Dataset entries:

══════════

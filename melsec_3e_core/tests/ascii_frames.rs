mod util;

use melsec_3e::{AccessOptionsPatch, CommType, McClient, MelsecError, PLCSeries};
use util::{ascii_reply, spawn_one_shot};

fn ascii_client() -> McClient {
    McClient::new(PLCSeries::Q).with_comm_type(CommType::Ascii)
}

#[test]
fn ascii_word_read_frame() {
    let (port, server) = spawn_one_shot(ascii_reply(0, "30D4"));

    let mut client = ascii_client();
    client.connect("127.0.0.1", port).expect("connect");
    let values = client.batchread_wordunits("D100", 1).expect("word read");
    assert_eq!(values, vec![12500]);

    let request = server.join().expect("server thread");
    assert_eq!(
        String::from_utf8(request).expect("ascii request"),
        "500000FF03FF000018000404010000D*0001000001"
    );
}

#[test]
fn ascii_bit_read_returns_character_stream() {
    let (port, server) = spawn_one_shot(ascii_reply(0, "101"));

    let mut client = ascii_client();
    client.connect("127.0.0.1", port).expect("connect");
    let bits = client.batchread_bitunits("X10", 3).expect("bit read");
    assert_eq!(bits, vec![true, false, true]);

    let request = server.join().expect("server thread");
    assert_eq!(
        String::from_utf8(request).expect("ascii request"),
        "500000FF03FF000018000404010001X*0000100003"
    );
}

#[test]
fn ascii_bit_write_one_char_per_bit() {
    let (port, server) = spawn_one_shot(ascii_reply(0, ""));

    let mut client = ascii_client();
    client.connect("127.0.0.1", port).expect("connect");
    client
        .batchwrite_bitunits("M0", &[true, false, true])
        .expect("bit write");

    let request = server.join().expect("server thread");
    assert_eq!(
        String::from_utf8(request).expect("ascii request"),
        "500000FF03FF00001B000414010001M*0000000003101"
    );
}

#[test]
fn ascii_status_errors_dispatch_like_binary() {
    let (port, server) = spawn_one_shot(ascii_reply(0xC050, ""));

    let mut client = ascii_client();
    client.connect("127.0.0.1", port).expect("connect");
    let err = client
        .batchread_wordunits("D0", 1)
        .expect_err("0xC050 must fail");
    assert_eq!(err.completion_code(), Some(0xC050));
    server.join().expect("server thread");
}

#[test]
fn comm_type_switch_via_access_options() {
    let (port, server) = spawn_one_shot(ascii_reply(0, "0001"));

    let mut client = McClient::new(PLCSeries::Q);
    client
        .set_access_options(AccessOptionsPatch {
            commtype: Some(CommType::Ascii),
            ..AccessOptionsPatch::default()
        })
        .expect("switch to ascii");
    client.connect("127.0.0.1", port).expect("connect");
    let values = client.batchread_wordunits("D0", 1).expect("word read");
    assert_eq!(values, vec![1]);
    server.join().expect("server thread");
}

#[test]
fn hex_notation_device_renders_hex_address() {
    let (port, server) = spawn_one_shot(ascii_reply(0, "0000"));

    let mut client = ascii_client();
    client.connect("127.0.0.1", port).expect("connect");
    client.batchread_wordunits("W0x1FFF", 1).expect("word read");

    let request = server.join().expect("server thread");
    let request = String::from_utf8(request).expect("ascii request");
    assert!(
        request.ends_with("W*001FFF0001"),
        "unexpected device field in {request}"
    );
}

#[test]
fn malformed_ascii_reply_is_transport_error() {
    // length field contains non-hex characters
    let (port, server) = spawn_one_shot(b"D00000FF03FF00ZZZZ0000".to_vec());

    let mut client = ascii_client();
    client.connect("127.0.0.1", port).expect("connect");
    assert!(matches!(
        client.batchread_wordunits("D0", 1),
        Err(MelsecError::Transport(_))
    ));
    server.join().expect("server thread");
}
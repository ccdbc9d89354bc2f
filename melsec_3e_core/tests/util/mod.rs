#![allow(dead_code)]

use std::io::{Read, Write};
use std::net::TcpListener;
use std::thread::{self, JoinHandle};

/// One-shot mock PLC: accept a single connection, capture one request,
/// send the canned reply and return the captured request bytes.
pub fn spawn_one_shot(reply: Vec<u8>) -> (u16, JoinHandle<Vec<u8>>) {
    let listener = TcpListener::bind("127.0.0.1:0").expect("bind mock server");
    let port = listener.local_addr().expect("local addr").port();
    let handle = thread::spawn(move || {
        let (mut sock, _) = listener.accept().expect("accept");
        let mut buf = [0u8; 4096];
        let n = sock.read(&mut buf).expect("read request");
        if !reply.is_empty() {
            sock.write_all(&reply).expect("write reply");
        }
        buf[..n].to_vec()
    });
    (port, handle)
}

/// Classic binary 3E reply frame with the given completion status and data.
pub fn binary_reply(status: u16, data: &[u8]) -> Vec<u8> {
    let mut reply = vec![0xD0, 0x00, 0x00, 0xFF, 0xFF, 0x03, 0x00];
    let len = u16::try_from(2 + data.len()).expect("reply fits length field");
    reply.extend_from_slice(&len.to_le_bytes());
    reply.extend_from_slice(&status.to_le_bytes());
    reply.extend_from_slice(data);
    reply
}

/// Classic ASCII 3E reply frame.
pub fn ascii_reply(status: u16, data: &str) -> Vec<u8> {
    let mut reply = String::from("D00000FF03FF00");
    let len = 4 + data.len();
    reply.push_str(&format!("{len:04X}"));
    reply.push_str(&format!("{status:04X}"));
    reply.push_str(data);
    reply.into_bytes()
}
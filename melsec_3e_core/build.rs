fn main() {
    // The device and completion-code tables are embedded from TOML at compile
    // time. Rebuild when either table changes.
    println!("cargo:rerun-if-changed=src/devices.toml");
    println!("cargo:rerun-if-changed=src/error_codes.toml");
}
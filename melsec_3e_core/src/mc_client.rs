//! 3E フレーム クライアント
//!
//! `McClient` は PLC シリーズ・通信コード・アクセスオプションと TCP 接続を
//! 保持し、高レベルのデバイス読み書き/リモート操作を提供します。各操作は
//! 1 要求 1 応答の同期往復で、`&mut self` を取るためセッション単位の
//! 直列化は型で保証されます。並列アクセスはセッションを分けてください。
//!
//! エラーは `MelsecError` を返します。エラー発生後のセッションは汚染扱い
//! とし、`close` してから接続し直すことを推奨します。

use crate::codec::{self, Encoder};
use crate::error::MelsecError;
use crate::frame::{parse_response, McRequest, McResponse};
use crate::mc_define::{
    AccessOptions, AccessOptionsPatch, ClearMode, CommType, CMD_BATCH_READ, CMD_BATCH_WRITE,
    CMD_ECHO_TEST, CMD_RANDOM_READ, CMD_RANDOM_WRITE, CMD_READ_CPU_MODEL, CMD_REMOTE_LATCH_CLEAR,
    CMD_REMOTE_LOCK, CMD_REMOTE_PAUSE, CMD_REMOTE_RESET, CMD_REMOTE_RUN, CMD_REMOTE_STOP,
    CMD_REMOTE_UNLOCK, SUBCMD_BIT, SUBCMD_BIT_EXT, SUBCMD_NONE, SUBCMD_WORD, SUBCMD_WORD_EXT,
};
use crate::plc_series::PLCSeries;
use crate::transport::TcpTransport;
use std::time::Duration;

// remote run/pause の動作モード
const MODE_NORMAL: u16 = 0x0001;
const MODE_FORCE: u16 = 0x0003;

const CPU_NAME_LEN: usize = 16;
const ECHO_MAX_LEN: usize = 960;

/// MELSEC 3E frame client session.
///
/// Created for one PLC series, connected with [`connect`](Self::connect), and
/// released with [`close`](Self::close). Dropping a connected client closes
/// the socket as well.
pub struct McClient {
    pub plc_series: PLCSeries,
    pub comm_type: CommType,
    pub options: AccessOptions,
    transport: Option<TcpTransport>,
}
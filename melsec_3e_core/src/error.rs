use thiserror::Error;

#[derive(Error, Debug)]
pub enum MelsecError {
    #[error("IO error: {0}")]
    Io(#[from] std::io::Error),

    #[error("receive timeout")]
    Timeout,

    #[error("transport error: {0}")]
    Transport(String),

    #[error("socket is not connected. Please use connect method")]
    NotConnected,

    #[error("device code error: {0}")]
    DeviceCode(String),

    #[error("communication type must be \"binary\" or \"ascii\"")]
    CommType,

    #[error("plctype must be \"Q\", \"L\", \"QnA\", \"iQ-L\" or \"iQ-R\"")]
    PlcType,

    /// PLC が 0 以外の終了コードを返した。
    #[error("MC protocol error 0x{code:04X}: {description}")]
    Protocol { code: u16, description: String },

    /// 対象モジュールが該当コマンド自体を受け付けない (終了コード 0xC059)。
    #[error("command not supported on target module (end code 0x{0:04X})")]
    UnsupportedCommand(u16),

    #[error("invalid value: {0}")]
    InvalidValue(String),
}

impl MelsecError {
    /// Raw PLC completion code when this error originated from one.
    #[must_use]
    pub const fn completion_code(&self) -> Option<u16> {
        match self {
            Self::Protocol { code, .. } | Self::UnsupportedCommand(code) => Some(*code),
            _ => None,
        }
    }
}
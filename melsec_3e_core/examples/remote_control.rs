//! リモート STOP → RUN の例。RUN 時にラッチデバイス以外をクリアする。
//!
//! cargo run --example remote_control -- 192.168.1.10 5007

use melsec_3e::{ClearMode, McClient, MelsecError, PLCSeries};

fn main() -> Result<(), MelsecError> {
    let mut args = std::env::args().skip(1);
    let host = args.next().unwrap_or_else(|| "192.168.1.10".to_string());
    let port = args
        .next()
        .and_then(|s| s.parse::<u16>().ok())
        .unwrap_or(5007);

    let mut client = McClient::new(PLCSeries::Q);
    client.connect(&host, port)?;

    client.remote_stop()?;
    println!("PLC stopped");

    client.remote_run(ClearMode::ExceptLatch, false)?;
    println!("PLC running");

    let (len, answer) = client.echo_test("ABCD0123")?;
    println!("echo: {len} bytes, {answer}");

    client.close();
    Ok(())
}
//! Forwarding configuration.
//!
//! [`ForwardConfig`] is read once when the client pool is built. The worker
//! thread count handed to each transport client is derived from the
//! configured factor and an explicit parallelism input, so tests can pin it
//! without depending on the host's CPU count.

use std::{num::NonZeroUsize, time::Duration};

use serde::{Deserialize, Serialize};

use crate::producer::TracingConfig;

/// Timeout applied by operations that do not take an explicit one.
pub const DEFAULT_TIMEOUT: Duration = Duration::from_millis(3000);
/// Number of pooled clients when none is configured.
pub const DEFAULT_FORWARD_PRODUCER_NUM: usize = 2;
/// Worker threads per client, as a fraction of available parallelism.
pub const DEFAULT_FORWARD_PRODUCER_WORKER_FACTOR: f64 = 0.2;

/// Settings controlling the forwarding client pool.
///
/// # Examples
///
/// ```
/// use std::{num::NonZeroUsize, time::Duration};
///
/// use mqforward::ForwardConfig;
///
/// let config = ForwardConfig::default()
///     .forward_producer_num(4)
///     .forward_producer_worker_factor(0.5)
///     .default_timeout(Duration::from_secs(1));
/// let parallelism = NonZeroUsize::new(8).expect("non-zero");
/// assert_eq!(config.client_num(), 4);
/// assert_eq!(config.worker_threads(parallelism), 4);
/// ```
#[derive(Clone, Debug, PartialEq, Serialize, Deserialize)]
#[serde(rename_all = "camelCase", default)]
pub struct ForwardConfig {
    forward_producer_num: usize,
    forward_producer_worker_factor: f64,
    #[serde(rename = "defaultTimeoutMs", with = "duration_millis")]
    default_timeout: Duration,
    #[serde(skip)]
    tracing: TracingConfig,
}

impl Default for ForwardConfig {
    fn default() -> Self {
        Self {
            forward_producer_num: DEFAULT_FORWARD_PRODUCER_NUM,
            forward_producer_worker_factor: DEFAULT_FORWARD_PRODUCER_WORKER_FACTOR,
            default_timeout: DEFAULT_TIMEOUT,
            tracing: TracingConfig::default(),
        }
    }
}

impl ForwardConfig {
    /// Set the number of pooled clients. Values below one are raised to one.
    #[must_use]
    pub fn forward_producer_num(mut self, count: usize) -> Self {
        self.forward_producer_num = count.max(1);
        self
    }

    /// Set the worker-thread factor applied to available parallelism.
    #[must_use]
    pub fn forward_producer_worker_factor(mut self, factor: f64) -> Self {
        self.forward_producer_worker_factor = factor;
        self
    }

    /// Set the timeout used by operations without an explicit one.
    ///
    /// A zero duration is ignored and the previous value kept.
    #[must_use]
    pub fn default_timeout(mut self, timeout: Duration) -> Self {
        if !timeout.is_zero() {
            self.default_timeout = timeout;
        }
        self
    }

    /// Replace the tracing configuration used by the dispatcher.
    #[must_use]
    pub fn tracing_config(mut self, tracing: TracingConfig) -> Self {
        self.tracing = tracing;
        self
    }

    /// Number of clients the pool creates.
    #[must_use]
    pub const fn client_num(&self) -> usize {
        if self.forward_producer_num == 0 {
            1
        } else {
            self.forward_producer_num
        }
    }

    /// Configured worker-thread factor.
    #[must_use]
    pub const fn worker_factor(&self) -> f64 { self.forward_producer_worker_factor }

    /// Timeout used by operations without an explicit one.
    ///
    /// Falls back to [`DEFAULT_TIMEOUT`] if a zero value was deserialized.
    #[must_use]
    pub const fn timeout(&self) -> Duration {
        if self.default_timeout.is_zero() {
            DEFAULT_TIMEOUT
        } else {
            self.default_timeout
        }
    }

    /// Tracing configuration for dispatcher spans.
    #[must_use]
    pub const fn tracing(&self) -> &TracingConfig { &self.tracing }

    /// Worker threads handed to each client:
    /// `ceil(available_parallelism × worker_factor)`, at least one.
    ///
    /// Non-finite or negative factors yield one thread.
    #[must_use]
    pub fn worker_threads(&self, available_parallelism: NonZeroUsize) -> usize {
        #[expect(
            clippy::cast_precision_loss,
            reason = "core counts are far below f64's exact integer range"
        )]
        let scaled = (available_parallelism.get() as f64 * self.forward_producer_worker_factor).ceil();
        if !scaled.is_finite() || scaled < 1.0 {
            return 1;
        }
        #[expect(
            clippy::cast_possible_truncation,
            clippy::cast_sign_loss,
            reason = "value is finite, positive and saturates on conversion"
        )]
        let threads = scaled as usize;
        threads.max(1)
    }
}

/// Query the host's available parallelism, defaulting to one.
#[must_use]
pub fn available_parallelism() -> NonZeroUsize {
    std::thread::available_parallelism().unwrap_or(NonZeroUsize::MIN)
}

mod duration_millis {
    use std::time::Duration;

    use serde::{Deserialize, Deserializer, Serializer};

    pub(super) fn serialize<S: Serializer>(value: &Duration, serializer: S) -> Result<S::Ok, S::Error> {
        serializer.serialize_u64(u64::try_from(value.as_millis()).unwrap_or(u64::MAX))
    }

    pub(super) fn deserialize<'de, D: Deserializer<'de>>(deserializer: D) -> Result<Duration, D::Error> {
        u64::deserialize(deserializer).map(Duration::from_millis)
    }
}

══════════

EXERCISE GOAL -> Show a copy of each line from the records above in which the string "struct" occurs.

TASK ANSWER ->
pub struct McClient {
pub struct ForwardConfig {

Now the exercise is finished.